• What the exercise asks: Your answer consists of the lines in the data that contain "already". Copy each of them.

:: Materials provided

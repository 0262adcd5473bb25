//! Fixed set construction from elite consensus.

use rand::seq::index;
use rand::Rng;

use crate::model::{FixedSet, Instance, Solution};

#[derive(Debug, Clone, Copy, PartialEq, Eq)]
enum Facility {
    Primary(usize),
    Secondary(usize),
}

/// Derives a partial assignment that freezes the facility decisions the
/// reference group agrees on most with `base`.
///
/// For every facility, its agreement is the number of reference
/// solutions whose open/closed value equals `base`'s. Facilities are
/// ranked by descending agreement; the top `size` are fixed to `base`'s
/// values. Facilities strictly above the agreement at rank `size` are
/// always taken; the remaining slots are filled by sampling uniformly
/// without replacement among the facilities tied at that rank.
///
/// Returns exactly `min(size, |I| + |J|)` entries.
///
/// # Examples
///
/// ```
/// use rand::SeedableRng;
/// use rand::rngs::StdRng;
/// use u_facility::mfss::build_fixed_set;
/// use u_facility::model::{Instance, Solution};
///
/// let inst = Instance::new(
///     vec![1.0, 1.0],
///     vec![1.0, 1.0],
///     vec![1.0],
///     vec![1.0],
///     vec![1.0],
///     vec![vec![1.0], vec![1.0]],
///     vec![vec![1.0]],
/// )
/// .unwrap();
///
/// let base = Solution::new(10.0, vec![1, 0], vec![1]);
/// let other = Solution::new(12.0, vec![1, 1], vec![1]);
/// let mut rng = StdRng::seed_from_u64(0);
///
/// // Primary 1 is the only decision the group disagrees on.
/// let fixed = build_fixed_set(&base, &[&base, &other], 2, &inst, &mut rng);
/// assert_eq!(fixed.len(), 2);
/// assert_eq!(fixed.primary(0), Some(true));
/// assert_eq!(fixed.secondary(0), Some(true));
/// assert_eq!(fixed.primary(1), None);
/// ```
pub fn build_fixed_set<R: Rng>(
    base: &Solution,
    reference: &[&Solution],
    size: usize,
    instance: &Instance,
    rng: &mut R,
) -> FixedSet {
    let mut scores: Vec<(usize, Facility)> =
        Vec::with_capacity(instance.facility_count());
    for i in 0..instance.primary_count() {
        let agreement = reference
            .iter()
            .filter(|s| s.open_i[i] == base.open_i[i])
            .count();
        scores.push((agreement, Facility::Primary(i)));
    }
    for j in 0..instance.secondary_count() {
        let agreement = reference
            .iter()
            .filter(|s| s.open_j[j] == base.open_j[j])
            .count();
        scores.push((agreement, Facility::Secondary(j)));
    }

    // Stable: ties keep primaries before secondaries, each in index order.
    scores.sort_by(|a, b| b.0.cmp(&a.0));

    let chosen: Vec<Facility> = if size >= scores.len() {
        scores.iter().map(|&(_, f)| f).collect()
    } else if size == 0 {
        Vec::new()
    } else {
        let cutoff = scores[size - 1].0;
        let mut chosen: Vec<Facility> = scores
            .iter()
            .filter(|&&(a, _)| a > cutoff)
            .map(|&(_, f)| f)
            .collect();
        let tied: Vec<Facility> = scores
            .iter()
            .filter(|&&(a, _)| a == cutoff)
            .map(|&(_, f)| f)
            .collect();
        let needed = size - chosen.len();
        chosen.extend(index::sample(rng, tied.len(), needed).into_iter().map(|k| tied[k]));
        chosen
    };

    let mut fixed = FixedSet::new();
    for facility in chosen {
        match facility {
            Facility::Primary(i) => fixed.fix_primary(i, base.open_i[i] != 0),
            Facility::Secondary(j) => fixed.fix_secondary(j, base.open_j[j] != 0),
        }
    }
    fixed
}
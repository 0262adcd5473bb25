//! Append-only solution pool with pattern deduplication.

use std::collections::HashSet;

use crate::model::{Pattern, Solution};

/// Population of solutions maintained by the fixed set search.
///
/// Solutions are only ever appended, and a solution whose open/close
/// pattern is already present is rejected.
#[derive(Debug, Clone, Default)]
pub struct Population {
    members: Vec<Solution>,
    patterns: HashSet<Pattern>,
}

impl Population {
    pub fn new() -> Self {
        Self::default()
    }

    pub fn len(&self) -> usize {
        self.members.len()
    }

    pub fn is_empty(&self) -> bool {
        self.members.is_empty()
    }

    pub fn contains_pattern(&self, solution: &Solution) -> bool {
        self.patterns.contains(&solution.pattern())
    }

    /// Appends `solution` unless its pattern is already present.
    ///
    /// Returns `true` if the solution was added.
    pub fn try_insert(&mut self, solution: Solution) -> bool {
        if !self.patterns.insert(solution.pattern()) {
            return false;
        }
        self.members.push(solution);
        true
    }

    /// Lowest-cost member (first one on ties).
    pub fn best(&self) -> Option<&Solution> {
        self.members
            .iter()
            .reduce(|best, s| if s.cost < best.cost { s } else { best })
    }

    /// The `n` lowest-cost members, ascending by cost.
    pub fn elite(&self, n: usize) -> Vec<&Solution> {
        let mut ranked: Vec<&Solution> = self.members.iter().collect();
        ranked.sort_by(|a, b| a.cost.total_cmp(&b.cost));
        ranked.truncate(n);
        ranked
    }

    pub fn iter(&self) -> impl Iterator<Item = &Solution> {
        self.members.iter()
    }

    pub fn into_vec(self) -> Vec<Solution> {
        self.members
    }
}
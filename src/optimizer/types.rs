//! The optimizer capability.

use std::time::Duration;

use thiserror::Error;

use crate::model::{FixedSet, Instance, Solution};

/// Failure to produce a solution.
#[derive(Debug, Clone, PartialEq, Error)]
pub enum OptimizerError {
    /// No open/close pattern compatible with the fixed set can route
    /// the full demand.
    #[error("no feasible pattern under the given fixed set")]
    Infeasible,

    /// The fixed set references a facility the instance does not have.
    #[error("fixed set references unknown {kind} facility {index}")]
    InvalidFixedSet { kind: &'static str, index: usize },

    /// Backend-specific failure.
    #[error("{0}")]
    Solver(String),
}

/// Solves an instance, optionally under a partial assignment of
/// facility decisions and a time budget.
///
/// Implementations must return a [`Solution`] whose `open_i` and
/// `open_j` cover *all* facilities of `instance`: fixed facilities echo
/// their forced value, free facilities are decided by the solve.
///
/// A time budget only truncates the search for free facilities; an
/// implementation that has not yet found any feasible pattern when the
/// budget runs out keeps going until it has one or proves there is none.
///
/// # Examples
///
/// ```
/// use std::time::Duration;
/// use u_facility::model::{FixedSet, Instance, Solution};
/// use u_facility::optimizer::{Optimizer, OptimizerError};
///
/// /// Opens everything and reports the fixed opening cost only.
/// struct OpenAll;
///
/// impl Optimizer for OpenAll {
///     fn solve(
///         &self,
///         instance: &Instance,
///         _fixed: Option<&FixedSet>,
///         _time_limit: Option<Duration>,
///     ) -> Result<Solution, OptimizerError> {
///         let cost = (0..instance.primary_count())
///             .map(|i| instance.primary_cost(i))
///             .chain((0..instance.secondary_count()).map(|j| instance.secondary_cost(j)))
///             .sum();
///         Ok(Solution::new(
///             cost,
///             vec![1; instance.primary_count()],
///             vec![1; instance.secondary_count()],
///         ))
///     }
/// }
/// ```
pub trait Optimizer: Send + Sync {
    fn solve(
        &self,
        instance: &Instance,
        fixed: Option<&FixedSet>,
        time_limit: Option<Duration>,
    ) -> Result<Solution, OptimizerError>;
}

::::

• Result of this task:
/// pattern is already present is rejected.
    /// Appends `solution` unless its pattern is already present.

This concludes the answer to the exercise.